*EXERCISE DETAILS:* Below are the records; count the lines in which "buildIndexes" occurs and report only that number.

# # # #

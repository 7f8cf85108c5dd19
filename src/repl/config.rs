//! Replica set configuration documents
//!
//! `MemberConfig` travels alone inside legacy handshakes; `ReplicaSetConfig`
//! is embedded in heartbeat replies when the sender's config is newer.

use std::collections::HashSet;

use crate::bson::{
    reader, ArrayField, BooleanField, DocField, Document, DocumentBuilder, DoubleField,
    HostAndPortField, IntField, LongField, Number, NumberField, StringField, Value,
};
use crate::error::{Result, WireError};

use super::{HostAndPort, ReplSetProtocolVersion};

// =============================================================================
// Member Configuration
// =============================================================================

const MEMBER_ID_FIELD: IntField = IntField::new("_id");
const HOST_FIELD: HostAndPortField = HostAndPortField::new("host");
const ARBITER_ONLY_FIELD: BooleanField = BooleanField::new("arbiterOnly");
const BUILD_INDEXES_FIELD: BooleanField = BooleanField::new("buildIndexes");
const HIDDEN_FIELD: BooleanField = BooleanField::new("hidden");
const PRIORITY_FIELD: DoubleField = DoubleField::new("priority");
const TAGS_FIELD: DocField = DocField::new("tags");
const SLAVE_DELAY_FIELD: LongField = LongField::new("slaveDelay");
const VOTES_FIELD: IntField = IntField::new("votes");

const MEMBER_FIELD_NAMES: [&str; 9] = [
    "_id",
    "host",
    "arbiterOnly",
    "buildIndexes",
    "hidden",
    "priority",
    "tags",
    "slaveDelay",
    "votes",
];

/// Configuration of a single replica set member
#[derive(Debug, Clone, PartialEq)]
pub struct MemberConfig {
    pub id: i32,
    pub host: HostAndPort,
    pub arbiter_only: bool,
    pub build_indexes: bool,
    pub hidden: bool,
    pub priority: f64,
    /// Seconds this member deliberately lags behind
    pub slave_delay: i64,
    pub votes: i32,
    pub tags: Vec<(String, String)>,
}

impl MemberConfig {
    /// A voting, electable data-bearing member
    pub fn new(id: i32, host: HostAndPort) -> Self {
        Self {
            id,
            host,
            arbiter_only: false,
            build_indexes: true,
            hidden: false,
            priority: 1.0,
            slave_delay: 0,
            votes: 1,
            tags: Vec::new(),
        }
    }

    pub fn is_electable(&self) -> bool {
        !self.arbiter_only && !self.hidden && self.priority > 0.0
    }

    pub fn from_document(doc: &Document) -> Result<Self> {
        reader::check_only_has_fields("replica set member configuration", doc, &MEMBER_FIELD_NAMES)?;

        let id = reader::get_i32_number(doc, &MEMBER_ID_FIELD)?;
        let host = reader::get(doc, &HOST_FIELD)?;
        let arbiter_only = reader::get_or(doc, &ARBITER_ONLY_FIELD, false)?;
        let build_indexes = reader::get_or(doc, &BUILD_INDEXES_FIELD, true)?;
        let hidden = reader::get_or(doc, &HIDDEN_FIELD, false)?;
        // Arbiters never stand for election unless told otherwise
        let default_priority = if arbiter_only { 0.0 } else { 1.0 };
        let priority = reader::get_or(doc, &PRIORITY_FIELD, default_priority)?;
        let slave_delay = reader::get_number_opt(doc, &SLAVE_DELAY_FIELD)?
            .map(Number::as_i64)
            .unwrap_or(0);
        let votes = reader::get_i32_number_opt(doc, &VOTES_FIELD)?.unwrap_or(1);

        let tags = match reader::get_opt(doc, &TAGS_FIELD)? {
            Some(tags_doc) => parse_tags(&tags_doc)?,
            None => Vec::new(),
        };

        Ok(Self {
            id,
            host,
            arbiter_only,
            build_indexes,
            hidden,
            priority,
            slave_delay,
            votes,
            tags,
        })
    }

    pub fn to_document(&self) -> Document {
        let tags = self
            .tags
            .iter()
            .fold(DocumentBuilder::with_capacity(self.tags.len()), |builder, (k, v)| {
                builder.append_value(k, v.as_str())
            })
            .build();

        DocumentBuilder::with_capacity(MEMBER_FIELD_NAMES.len())
            .append(&MEMBER_ID_FIELD, self.id)
            .append(&HOST_FIELD, self.host.clone())
            .append(&ARBITER_ONLY_FIELD, self.arbiter_only)
            .append(&BUILD_INDEXES_FIELD, self.build_indexes)
            .append(&HIDDEN_FIELD, self.hidden)
            .append(&PRIORITY_FIELD, self.priority)
            .append(&TAGS_FIELD, tags)
            .append(&SLAVE_DELAY_FIELD, self.slave_delay)
            .append(&VOTES_FIELD, self.votes)
            .build()
    }
}

fn parse_tags(doc: &Document) -> Result<Vec<(String, String)>> {
    doc.iter()
        .map(|(key, value)| match value {
            Value::String(tag) => Ok((key.to_string(), tag.clone())),
            other => Err(WireError::FailedToParse(format!(
                "Member tag \"{}\" must be a string, found {}",
                key,
                other.value_type()
            ))),
        })
        .collect()
}

// =============================================================================
// Replica Set Configuration
// =============================================================================

const SET_NAME_FIELD: StringField = StringField::new("_id");
const VERSION_FIELD: NumberField = NumberField::new("version");
const PROTOCOL_VERSION_FIELD: LongField = LongField::new("protocolVersion");
const MEMBERS_FIELD: ArrayField = ArrayField::new("members");
const SETTINGS_FIELD: DocField = DocField::new("settings");

const CONFIG_FIELD_NAMES: [&str; 5] = ["_id", "version", "protocolVersion", "members", "settings"];

const CHAINING_ALLOWED_FIELD: BooleanField = BooleanField::new("chainingAllowed");
const HEARTBEAT_TIMEOUT_FIELD: NumberField = NumberField::new("heartbeatTimeoutSecs");
const GET_LAST_ERROR_DEFAULTS_FIELD: DocField = DocField::new("getLastErrorDefaults");
const GET_LAST_ERROR_MODES_FIELD: DocField = DocField::new("getLastErrorModes");

const SETTINGS_FIELD_NAMES: [&str; 4] = [
    "chainingAllowed",
    "heartbeatTimeoutSecs",
    "getLastErrorDefaults",
    "getLastErrorModes",
];

/// Set-wide settings
#[derive(Debug, Clone, PartialEq)]
pub struct ReplicaSetSettings {
    pub chaining_allowed: bool,
    pub heartbeat_timeout_secs: i64,
    pub get_last_error_defaults: Option<Document>,
    pub get_last_error_modes: Option<Document>,
}

impl Default for ReplicaSetSettings {
    fn default() -> Self {
        Self {
            chaining_allowed: true,
            heartbeat_timeout_secs: 10,
            get_last_error_defaults: None,
            get_last_error_modes: None,
        }
    }
}

impl ReplicaSetSettings {
    fn from_document(doc: &Document) -> Result<Self> {
        reader::check_only_has_fields("replica set settings", doc, &SETTINGS_FIELD_NAMES)?;

        Ok(Self {
            chaining_allowed: reader::get_or(doc, &CHAINING_ALLOWED_FIELD, true)?,
            heartbeat_timeout_secs: reader::get_number_opt(doc, &HEARTBEAT_TIMEOUT_FIELD)?
                .map(Number::as_i64)
                .unwrap_or(10),
            get_last_error_defaults: reader::get_opt(doc, &GET_LAST_ERROR_DEFAULTS_FIELD)?,
            get_last_error_modes: reader::get_opt(doc, &GET_LAST_ERROR_MODES_FIELD)?,
        })
    }

    fn to_document(&self) -> Document {
        DocumentBuilder::new()
            .append(&CHAINING_ALLOWED_FIELD, self.chaining_allowed)
            .append(&HEARTBEAT_TIMEOUT_FIELD, Number::compact(self.heartbeat_timeout_secs))
            .append_opt(&GET_LAST_ERROR_DEFAULTS_FIELD, self.get_last_error_defaults.clone())
            .append_opt(&GET_LAST_ERROR_MODES_FIELD, self.get_last_error_modes.clone())
            .build()
    }
}

/// A full replica set configuration
#[derive(Debug, Clone, PartialEq)]
pub struct ReplicaSetConfig {
    pub set_name: String,
    pub version: i64,
    pub protocol_version: Option<ReplSetProtocolVersion>,
    pub members: Vec<MemberConfig>,
    pub settings: ReplicaSetSettings,
}

impl ReplicaSetConfig {
    pub fn new(set_name: impl Into<String>, version: i64, members: Vec<MemberConfig>) -> Self {
        Self {
            set_name: set_name.into(),
            version,
            protocol_version: None,
            members,
            settings: ReplicaSetSettings::default(),
        }
    }

    pub fn find_member(&self, id: i32) -> Option<&MemberConfig> {
        self.members.iter().find(|m| m.id == id)
    }

    pub fn from_document(doc: &Document) -> Result<Self> {
        reader::check_only_has_fields("replica set configuration", doc, &CONFIG_FIELD_NAMES)?;

        let set_name = reader::get(doc, &SET_NAME_FIELD)?;
        let version = reader::get_number(doc, &VERSION_FIELD)?.as_i64();
        let protocol_version = reader::get_opt(doc, &PROTOCOL_VERSION_FIELD)?
            .map(ReplSetProtocolVersion::from_version_id)
            .transpose()?;

        let raw_members = reader::get(doc, &MEMBERS_FIELD)?;
        let mut members = Vec::with_capacity(raw_members.len());
        let mut seen_ids = HashSet::with_capacity(raw_members.len());
        for (i, raw) in raw_members.iter().enumerate() {
            let member_doc = match raw {
                Value::Document(member_doc) => member_doc,
                other => {
                    return Err(WireError::FailedToParse(format!(
                        "Expected type object for members.{}, found {}",
                        i,
                        other.value_type()
                    )))
                }
            };
            let member = MemberConfig::from_document(member_doc)?;
            if !seen_ids.insert(member.id) {
                return Err(WireError::BadValue(format!(
                    "Found two member configurations with same _id field: {}",
                    member.id
                )));
            }
            members.push(member);
        }

        let settings = match reader::get_opt(doc, &SETTINGS_FIELD)? {
            Some(settings_doc) => ReplicaSetSettings::from_document(&settings_doc)?,
            None => ReplicaSetSettings::default(),
        };

        Ok(Self {
            set_name,
            version,
            protocol_version,
            members,
            settings,
        })
    }

    pub fn to_document(&self) -> Document {
        let members = self
            .members
            .iter()
            .map(|m| Value::Document(m.to_document()))
            .collect::<Vec<_>>();

        DocumentBuilder::with_capacity(CONFIG_FIELD_NAMES.len())
            .append(&SET_NAME_FIELD, self.set_name.as_str())
            .append(&VERSION_FIELD, Number::compact(self.version))
            .append_opt(&PROTOCOL_VERSION_FIELD, self.protocol_version.map(|pv| pv.version_id()))
            .append(&MEMBERS_FIELD, members)
            .append(&SETTINGS_FIELD, self.settings.to_document())
            .build()
    }
}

# # # #

*THE COMPLETED TASK:* 2